A Polícia Nacional do Paraguai investiga a possível participação do Primeiro Comando da Capital (PCC) ou do Comando Vermelho (CV) no mega-assalto que atingiu instituições financeiras em Santa Rita, no leste do país. A suspeita surgiu após testemunhas relatarem que integrantes da quadrilha falavam português durante a ação realizada na madrugada de terça-feira (16).
A cidade fica a cerca de duas horas de Foz do Iguaçu. Segundo a polícia paraguaia, aproximadamente 20 criminosos encapuzados e armados participaram do ataque, que teve como alvo duas agências bancárias, uma terceira instituição financeira e uma casa de câmbio.
Em entrevista à CNN, o comandante da Polícia Nacional, César Silguero, confirmou que a hipótese de envolvimento de facções brasileiras integra a linha de investigação.
“Parte-se desta hipótese, é preciso confirmá-la”, afirmou.
De acordo com as autoridades, por volta das 2h, os criminosos detonaram explosivos em agências do Banco Familiar e do Banco GNB. Os cofres das duas instituições foram violados e o valor levado pelo grupo ainda não foi divulgado.

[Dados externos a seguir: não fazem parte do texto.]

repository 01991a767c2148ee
pub mod json;
use std::sync::Arc;

use crate::config::AppConfig;
use crate::store::SubmissionStore;

#[derive(Clone)]
pub struct AppState {
    pub store: Arc<SubmissionStore>,
    pub config: AppConfig,
}
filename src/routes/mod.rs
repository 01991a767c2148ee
use utoipa_axum::router::OpenApiRouter;
use utoipa_axum::routes;

use crate::handlers;
use crate::state::AppState;

pub fn routes() -> OpenApiRouter<AppState> {
    OpenApiRouter::new()
        .routes(routes!(handlers::health::ping))
        .routes(routes!(handlers::submission::create_submission))
        .routes(routes!(handlers::submission::read_submission))
        .routes(routes!(handlers::submission::edit_submission))
        .routes(routes!(handlers::submission::delete_submission))
}
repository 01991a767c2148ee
use axum::Json;

use crate::models::shared::SuccessBody;

#[utoipa::path(
    get,
    path = "/ping",
    tag = "Health",
    operation_id = "ping",
    summary = "Liveness check",
    responses(
        (status = 200, description = "Service is up", body = SuccessBody),
    ),
)]
pub async fn ping() -> Json<SuccessBody> {
    Json(SuccessBody::ok())
}
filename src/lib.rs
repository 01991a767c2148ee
pub mod config;
pub mod error;
pub mod extractors;
pub mod handlers;
pub mod models;
pub mod routes;
pub mod state;
pub mod store;

use std::time::Duration;

use axum::http::HeaderValue;
use tower_http::cors::{AllowOrigin, Any, CorsLayer};
use utoipa::OpenApi;
use utoipa_axum::router::OpenApiRouter;
use utoipa_scalar::{Scalar, Servable as ScalarServable};

use crate::config::CorsConfig;
use crate::state::AppState;

#[derive(OpenApi)]
#[openapi(
    info(
        title = "Submission Store API",
        version = "1.0.0",
        description = "Index-addressed CRUD over submissions persisted as a single JSON file"
    ),
    tags(
        (name = "Health", description = "Liveness checks"),
        (name = "Submissions", description = "Create, read, edit, and delete submissions by positional index"),
    ),
)]
struct ApiDoc;

fn parse_allow_origins(origins: &[String]) -> Vec<HeaderValue> {
    origins
        .iter()
        .filter_map(|origin| match origin.parse::<HeaderValue>() {
            Ok(value) => Some(value),
            Err(_) => {
                tracing::warn!("Ignoring invalid CORS origin: {origin:?}");
                None
            }
        })
        .collect()
}

fn cors_layer(config: &CorsConfig) -> CorsLayer {
    let layer = CorsLayer::new()
        .allow_methods(Any)
        .allow_headers(Any)
        .max_age(Duration::from_secs(config.max_age));

    if config.allow_origins.is_empty() {
        layer.allow_origin(Any)
    } else {
        layer.allow_origin(AllowOrigin::list(parse_allow_origins(&config.allow_origins)))
    }
}

/// Build the application router.
pub fn build_router(state: AppState) -> axum::Router {
    let cors = cors_layer(&state.config.server.cors);

    let (router, api) = OpenApiRouter::with_openapi(ApiDoc::openapi())
        .merge(routes::routes())
        .split_for_parts();

    router
        .layer(cors)
        .with_state(state)
        .merge(Scalar::with_url("/scalar", api))
}
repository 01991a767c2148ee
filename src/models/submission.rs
use serde::{Deserialize, Serialize};
use serde_json::Value;

use crate::error::AppError;

/// A single stored submission.
///
/// There is no record ID: a submission's identity is its position in the
/// persisted array, and positions shift down when an earlier entry is
/// deleted. Callers holding an index across a delete may find it pointing
/// at a different record.
#[derive(Debug, Clone, PartialEq, Eq, Serialize, Deserialize, utoipa::ToSchema)]
pub struct Submission {
    pub name: String,
    pub email: String,
    pub phone: String,
    pub github_link: String,
    pub stopwatch_time: String,
}

/// Request body for `POST /submit`.
///
/// Fields are optional at the serde level so a missing field produces the
/// documented validation message instead of a deserialization error.
#[derive(Deserialize, utoipa::ToSchema)]
pub struct CreateSubmissionRequest {
    pub name: Option<String>,
    pub email: Option<String>,
    pub phone: Option<String>,
    pub github_link: Option<String>,
    pub stopwatch_time: Option<String>,
}

impl CreateSubmissionRequest {
    pub fn into_submission(self) -> Result<Submission, AppError> {
        const MESSAGE: &str = "All fields are required";
        Ok(Submission {
            name: required(self.name, MESSAGE)?,
            email: required(self.email, MESSAGE)?,
            phone: required(self.phone, MESSAGE)?,
            github_link: required(self.github_link, MESSAGE)?,
            stopwatch_time: required(self.stopwatch_time, MESSAGE)?,
        })
    }
}

/// Request body for `POST /edit`.
#[derive(Deserialize, utoipa::ToSchema)]
pub struct EditSubmissionRequest {
    pub name: Option<String>,
    pub email: Option<String>,
    pub phone: Option<String>,
    pub github_link: Option<String>,
    pub stopwatch_time: Option<String>,
    /// Target position. A JSON number or a numeric string.
    #[schema(value_type = Object)]
    pub index: Option<Value>,
}

impl EditSubmissionRequest {
    /// Validate the request into the target index and the replacement
    /// record. A missing field or index is a validation error; a present
    /// but non-numeric or negative index is an invalid index.
    pub fn into_parts(self) -> Result<(usize, Submission), AppError> {
        const MESSAGE: &str = "All fields and index are required";
        let index = self
            .index
            .ok_or_else(|| AppError::Validation(MESSAGE.into()))?;
        let submission = Submission {
            name: required(self.name, MESSAGE)?,
            email: required(self.email, MESSAGE)?,
            phone: required(self.phone, MESSAGE)?,
            github_link: required(self.github_link, MESSAGE)?,
            stopwatch_time: required(self.stopwatch_time, MESSAGE)?,
        };
        Ok((parse_index_value(&index)?, submission))
    }
}

/// Query parameters for `GET /read`.
#[derive(Deserialize, utoipa::IntoParams)]
pub struct ReadQuery {
    /// Zero-based position of the submission to fetch.
    pub index: Option<String>,
}

fn required(field: Option<String>, message: &str) -> Result<String, AppError> {
    match field {
        Some(value) if !value.is_empty() => Ok(value),
        _ => Err(AppError::Validation(message.into())),
    }
}

fn parse_index_value(value: &Value) -> Result<usize, AppError> {
    let index = match value {
        Value::Number(n) => n.as_i64().ok_or(AppError::InvalidIndex)?,
        Value::String(s) => s.trim().parse().map_err(|_| AppError::InvalidIndex)?,
        _ => return Err(AppError::InvalidIndex),
    };
    usize::try_from(index).map_err(|_| AppError::InvalidIndex)
}
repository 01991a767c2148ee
use serde_json::json;

use crate::common::{TestApp, routes, submission_body};

/// An edit payload targeting `index`, with all five fields set from `name`.
fn edit_body(name: &str, index: serde_json::Value) -> serde_json::Value {
    let mut body = submission_body(name);
    body["index"] = index;
    body
}

mod submission_creation {
    use super::*;

    #[tokio::test]
    async fn valid_submission_is_created() {
        let app = TestApp::spawn().await;

        let res = app.post(routes::SUBMIT, &submission_body("alice")).await;

        assert_eq!(res.status, 201);
        assert_eq!(res.body["success"], true);
    }

    #[tokio::test]
    async fn created_submission_reads_back_unchanged() {
        let app = TestApp::spawn().await;
        let body = submission_body("alice");

        app.post(routes::SUBMIT, &body).await;
        let res = app.get(&routes::read("0")).await;

        assert_eq!(res.status, 200);
        assert_eq!(res.body, body);
    }

    #[tokio::test]
    async fn missing_field_is_rejected() {
        let app = TestApp::spawn().await;
        let mut body = submission_body("alice");
        body.as_object_mut().unwrap().remove("email");

        let res = app.post(routes::SUBMIT, &body).await;

        assert_eq!(res.status, 400);
        assert_eq!(res.body["error"], "All fields are required");
    }

    #[tokio::test]
    async fn empty_field_is_rejected() {
        let app = TestApp::spawn().await;
        let mut body = submission_body("alice");
        body["phone"] = json!("");

        let res = app.post(routes::SUBMIT, &body).await;

        assert_eq!(res.status, 400);
        assert_eq!(res.body["error"], "All fields are required");
    }

    #[tokio::test]
    async fn repeated_creates_append_duplicates_at_increasing_indices() {
        let app = TestApp::spawn().await;
        let body = submission_body("alice");

        app.post(routes::SUBMIT, &body).await;
        app.post(routes::SUBMIT, &body).await;

        assert_eq!(app.get(&routes::read("0")).await.body, body);
        assert_eq!(app.get(&routes::read("1")).await.body, body);
        assert_eq!(app.get(&routes::read("2")).await.status, 404);
    }

    #[tokio::test]
    async fn store_file_is_rewritten_pretty_printed() {
        let app = TestApp::spawn().await;

        app.create_submission("alice").await;

        let raw = std::fs::read_to_string(&app.store_path).unwrap();
        assert!(raw.starts_with("[\n  {\n    \"name\""), "got: {raw}");
    }
}

mod submission_reading {
    use super::*;

    #[tokio::test]
    async fn missing_index_param_is_invalid() {
        let app = TestApp::spawn().await;

        let res = app.get(routes::READ_WITHOUT_INDEX).await;

        assert_eq!(res.status, 400);
        assert_eq!(res.body["error"], "Invalid index");
    }

    #[tokio::test]
    async fn non_numeric_index_is_invalid() {
        let app = TestApp::spawn().await;

        let res = app.get(&routes::read("abc")).await;

        assert_eq!(res.status, 400);
        assert_eq!(res.body["error"], "Invalid index");
    }

    #[tokio::test]
    async fn negative_index_is_invalid() {
        let app = TestApp::spawn().await;

        let res = app.get(&routes::read("-1")).await;

        assert_eq!(res.status, 400);
        assert_eq!(res.body["error"], "Invalid index");
    }

    #[tokio::test]
    async fn index_past_the_end_is_not_found() {
        let app = TestApp::spawn().await;
        app.create_submission("alice").await;
        app.create_submission("bob").await;

        let res = app.get(&routes::read("5")).await;

        assert_eq!(res.status, 404);
        assert_eq!(res.body["error"], "Submission not found");
    }
}

mod submission_editing {
    use super::*;

    #[tokio::test]
    async fn edit_replaces_the_record_at_the_index() {
        let app = TestApp::spawn().await;
        app.create_submission("alice").await;
        app.create_submission("bob").await;

        let res = app.post(routes::EDIT, &edit_body("carol", json!(0))).await;

        assert_eq!(res.status, 200);
        assert_eq!(res.body["success"], true);
        assert_eq!(app.get(&routes::read("0")).await.body, submission_body("carol"));
        assert_eq!(app.get(&routes::read("1")).await.body, submission_body("bob"));
    }

    #[tokio::test]
    async fn index_may_be_a_numeric_string() {
        let app = TestApp::spawn().await;
        app.create_submission("alice").await;

        let res = app.post(routes::EDIT, &edit_body("carol", json!("0"))).await;

        assert_eq!(res.status, 200);
        assert_eq!(app.get(&routes::read("0")).await.body, submission_body("carol"));
    }

    #[tokio::test]
    async fn missing_index_is_a_validation_error() {
        let app = TestApp::spawn().await;
        app.create_submission("alice").await;

        let res = app.post(routes::EDIT, &submission_body("carol")).await;

        assert_eq!(res.status, 400);
        assert_eq!(res.body["error"], "All fields and index are required");
    }

    #[tokio::test]
    async fn missing_field_is_a_validation_error() {
        let app = TestApp::spawn().await;
        app.create_submission("alice").await;
        let mut body = edit_body("carol", json!(0));
        body.as_object_mut().unwrap().remove("github_link");

        let res = app.post(routes::EDIT, &body).await;

        assert_eq!(res.status, 400);
        assert_eq!(res.body["error"], "All fields and index are required");
    }

    #[tokio::test]
    async fn out_of_range_index_is_invalid_not_missing() {
        let app = TestApp::spawn().await;
        app.create_submission("alice").await;

        let res = app.post(routes::EDIT, &edit_body("carol", json!(3))).await;

        assert_eq!(res.status, 400);
        assert_eq!(res.body["error"], "Invalid index");
    }

    #[tokio::test]
    async fn negative_index_is_invalid() {
        let app = TestApp::spawn().await;
        app.create_submission("alice").await;

        let res = app.post(routes::EDIT, &edit_body("carol", json!(-1))).await;

        assert_eq!(res.status, 400);
        assert_eq!(res.body["error"], "Invalid index");
    }
}

mod submission_deletion {
    use super::*;

    #[tokio::test]
    async fn delete_shifts_later_entries_down() {
        let app = TestApp::spawn().await;
        app.create_submission("alice").await;
        app.create_submission("bob").await;

        let res = app.delete(&routes::delete("0")).await;

        assert_eq!(res.status, 200);
        assert_eq!(res.body["success"], true);
        assert_eq!(app.get(&routes::read("0")).await.body, submission_body("bob"));
        assert_eq!(app.get(&routes::read("1")).await.status, 404);
    }

    #[tokio::test]
    async fn non_numeric_index_is_invalid() {
        let app = TestApp::spawn().await;

        let res = app.delete(&routes::delete("abc")).await;

        assert_eq!(res.status, 400);
        assert_eq!(res.body["error"], "Invalid index");
    }

    #[tokio::test]
    async fn negative_index_is_invalid() {
        let app = TestApp::spawn().await;

        let res = app.delete(&routes::delete("-1")).await;

        assert_eq!(res.status, 400);
        assert_eq!(res.body["error"], "Invalid index");
    }

    #[tokio::test]
    async fn index_past_the_end_is_not_found() {
        let app = TestApp::spawn().await;
        app.create_submission("alice").await;

        let res = app.delete(&routes::delete("1")).await;

        assert_eq!(res.status, 404);
        assert_eq!(res.body["error"], "Submission not found");
    }
}

mod store_failures {
    use super::*;

    #[tokio::test]
    async fn missing_store_file_is_a_read_error() {
        let app = TestApp::spawn_with_store(None).await;

        let res = app.get(&routes::read("0")).await;

        assert_eq!(res.status, 500);
        assert_eq!(res.body["error"], "Unable to read submissions");
    }

    #[tokio::test]
    async fn corrupt_store_file_is_a_parse_error() {
        let app = TestApp::spawn_with_store(Some("{ not an array")).await;

        let res = app.delete(&routes::delete("0")).await;

        assert_eq!(res.status, 500);
        assert_eq!(res.body["error"], "Error parsing submissions JSON");
    }

    #[tokio::test]
    async fn create_against_a_missing_file_does_not_write() {
        let app = TestApp::spawn_with_store(None).await;

        let res = app.post(routes::SUBMIT, &submission_body("alice")).await;

        assert_eq!(res.status, 500);
        assert_eq!(res.body["error"], "Unable to read submissions");
        assert!(!app.store_path.exists());
    }
}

Na sequência, os assaltantes tentaram invadir uma agência do banco Ueno, onde fizeram um guarda refém. Um explosivo não detonado também foi localizado em uma casa de câmbio da cidade.
Durante a fuga, um policial que estava em patrulhamento na região foi rendido e algemado pelos criminosos. Equipes de reforço foram mobilizadas e houve troca de tiros, mas ninguém ficou ferido.
Nenhum dos integrantes da quadrilha foi preso.
Segundo Silguero, os investigadores trabalham com a hipótese de participação conjunta de brasileiros e paraguaios na ação. Equipes especializadas foram deslocadas de Assunção para Santa Rita para auxiliar na identificação dos envolvidos.
Até o momento, a polícia não divulgou a identidade dos suspeitos nem confirmou o montante roubado durante o ataque.
A investigação concentra-se agora na identificação dos autores, na análise da atuação do grupo e na apuração de eventual vínculo com organizações criminosas brasileiras.